Ele gritava:
– Fujam todos! A ilha será inundada.
Todos correram e pegaram os seus barquinhos para irem a um morro mais alto. Só o Amor não se apressou, queria ficar mais um pouco em sua ilha. Quando já estava quase se afogando, correu para pedir ajuda. Estava passando a Riqueza, e o Amor disse:
– Riqueza, leve-me com você.
Ela respondeu: – Não posso, meu barco está cheio de ouro e prata e você não vai caber.
Passou então a Vaidade, e o Amor pediu:
– Oh, Vaidade, me leve com você!
A Vaidade respondeu:
– Não posso, você vai sujar o meu barco! -. Logo atrás vinha a Tristeza.
– Tristeza, posso ir com você?
– Ah!…Amor, estou tão triste que prefiro ir sozinha.
Passou também a Alegria, mas estava tão alegre que nem ouviu o Amor chamar por ela. Já desesperado, achando que ia ficar só, o Amor começou a chorar. Passou então um barquinho, onde estava um velhinho que gritou:
– Sobe, Amor, que eu te levo!
O Amor ficou tão radiante de felicidade, que até se esqueceu de perguntar o nome do velhinho. Chegando ao morro onde estavam os sentimentos, o Amor perguntou à Sabedoria:
– Quem era o velhinho que me trouxe?
– O Tempo – respondeu a Sabedoria.
– O Tempo?! – continuou o Amor – Mas por que só o Tempo me trouxe aqui?
– A Sabedoria finalizou: – Porque só o Tempo é capaz de ajudar a entender um grande Amor!
A moral da historinha é muito simples. Se é verdade que o tempo cura todas as feridas, porque nos faz esquecer coisas e pessoas, ou, ao menos, as afasta cada vez mais de nós, é também verdade que o tempo valoriza o amor. Amor passageiro é amor fraco. Talvez até de mentira, de fazer de conta. Veio, mas foi embora logo. Nada ou quase ficou. O amor verdadeiro desafia o tempo, não enfraquece, não desiste, não decepciona. Com certeza muda com o passar do tempo, mas nunca deixa de ser o que é: um grande amor.
Chegando ao final do ano, todos olhamos um pouco para trás. O tempo passou para todos e com a mesma rapidez. Para alguns, muito atarefados, voou; para outros, menos afobados, demorou a passar. Para os cansados da rotina, foi insuportável; para os curiosos, sempre atrás de novidade, não foi suficiente. Para todos reservou surpresas: horas alegres e horas tristes; horas de tédio e horas de ansiedade; horas de ânimo e horas de desânimo. Para todos foi um desafio: continuar a amar e a fazer o bem. Com certeza fomos tentados a desistir de amar, de ajudar os outros, de dar atenção a quem depois, talvez, falará mal de nós.

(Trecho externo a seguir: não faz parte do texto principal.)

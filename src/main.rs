//! Vehicle Decoder
//!
//! A thin web front-end over two external decoding services.
//!
//! # Architecture Overview
//!
//! ```text
//!                        ┌──────────────────────────────────────────────┐
//!                        │               VEHICLE DECODER                 │
//!                        │                                               │
//!   POST /decode         │  ┌─────────┐    ┌──────────┐    ┌──────────┐ │      VIN service
//!   ─────────────────────┼─▶│  http   │───▶│  decode  │───▶│transport │─┼────▶ (vPIC)
//!                        │  │ server  │    │  router  │    │ (reqwest)│ │
//!                        │  └─────────┘    └──────────┘    └──────────┘ │      Plate service
//!   DecodeResult (JSON)  │       ▲              │                       ─┼────▶ (API key)
//!   ◀────────────────────┼───────┴──────────────┘                        │
//!                        │                                               │
//!                        │  config · observability · lifecycle          │
//!                        └──────────────────────────────────────────────┘
//! ```

use std::path::PathBuf;

use clap::Parser;

use vehicle_decoder::config::load_startup_config;
use vehicle_decoder::lifecycle::{startup, Shutdown};
use vehicle_decoder::observability::logging;

#[derive(Parser)]
#[command(name = "vehicle-decoder")]
#[command(about = "Decode vehicles by VIN or license plate", long_about = None)]
struct Cli {
    /// Path to a TOML config file. Defaults apply when omitted.
    #[arg(short, long, env = "DECODER_CONFIG")]
    config: Option<PathBuf>,

    /// Port to listen on, overriding the configured bind address port.
    #[arg(short, long, env = "PORT")]
    port: Option<u16>,
}

#[tokio::main]
async fn main() -> Result<(), Box<dyn std::error::Error>> {
    let cli = Cli::parse();

    let mut config = load_startup_config(cli.config.as_deref(), |name| std::env::var(name).ok())?;
    if let Some(port) = cli.port {
        config.listener.set_port(port);
    }

    logging::init_tracing(&config.observability.log_level);
    tracing::info!("vehicle-decoder v{} starting", env!("CARGO_PKG_VERSION"));

    let shutdown = Shutdown::new();
    startup::run(config, &shutdown).await?;

    tracing::info!("Shutdown complete");
    Ok(())
}

//! Structured logging.
//!
//! # Responsibilities
//! - Initialize the tracing subscriber once at startup
//! - Resolve the log filter from `RUST_LOG` or the configured level
//!
//! # Design Decisions
//! - Uses tracing crate for structured logging
//! - `RUST_LOG` always wins over the config file

use tracing_subscriber::{layer::SubscriberExt, util::SubscriberInitExt, EnvFilter};

/// Filter directives used when `RUST_LOG` is unset.
pub fn default_directives(log_level: &str) -> String {
    format!("vehicle_decoder={level},tower_http={level}", level = log_level)
}

/// Install the global subscriber.
pub fn init_tracing(log_level: &str) {
    let filter = EnvFilter::try_from_default_env()
        .unwrap_or_else(|_| EnvFilter::new(default_directives(log_level)));

    // A second init (e.g. from tests) is not an error worth failing over.
    let _ = tracing_subscriber::registry()
        .with(filter)
        .with(tracing_subscriber::fmt::layer())
        .try_init();
}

Por isso um grande amor somente será reconhecido pelo tempo. Porque é ao longo do tempo que sobrevêm as tempestades da vida. A casa construída sobre a areia cai, mas a casa construída sobre a pedra resiste a ventos e procelas. Também os acontecimentos do ano velho, alegres ou tristes, já passaram e não voltam mais. O amor de circunstância ou de oportunidade se dissolveu. O amor verdadeiro não: sofreu, apanhou, chorou, mas não desistiu de amar aqueles com quem se comprometeu. Assim, no final do ano velho, cada um de nós pode fazer o balanço de quanto procurou amar, de quanto perdeu a chance de amar e de quanto amor, talvez, desprezou. Se tiver “sobras” de amor, fique feliz: valeu!
Começando o ano novo, temos uma nova oportunidade de tempo de vida. Como será? Saberemos usá-lo para amar e ser amados mais? Nestes dias, penso sobretudo nas nossas famílias. Quantas iniciaram e já acabaram ao longo do ano que passou. Outras deixaram para depois e terão que decidir se mudar para continuar a acreditar no amor ou se, de vez, jogarão tudo fora. Penso também em tantas pessoas doentes, acamadas ou no fundo de uma rede, dependendo das mãos e dos cuidados dos outros. Elas, às vezes, dão muito trabalho, mas nos amam também porque, sem dizer nada, lembram-nos a fragilidade e as limitações da nossa vida. A paciência delas é uma lição viva, que joga água fria sobre o fogo do orgulho e das ilusões de quem se acha imortal e poderoso.
No início do novo ano, façamos planos, mas que sejam projetos de amor. Não simplesmente de egoísmo, de autoafirmação e de sucesso pessoal. O tempo da vida nos é dado para construir e semear o amor. Todo tempo é bom e serve para isso. Minutos, horas, dias e anos… Se só o tempo revela um grande amor, é verdade também que um verdadeiro amor desafia o tempo, nunca morre, porque é dom de Deus, é um pouco dEle mesmo.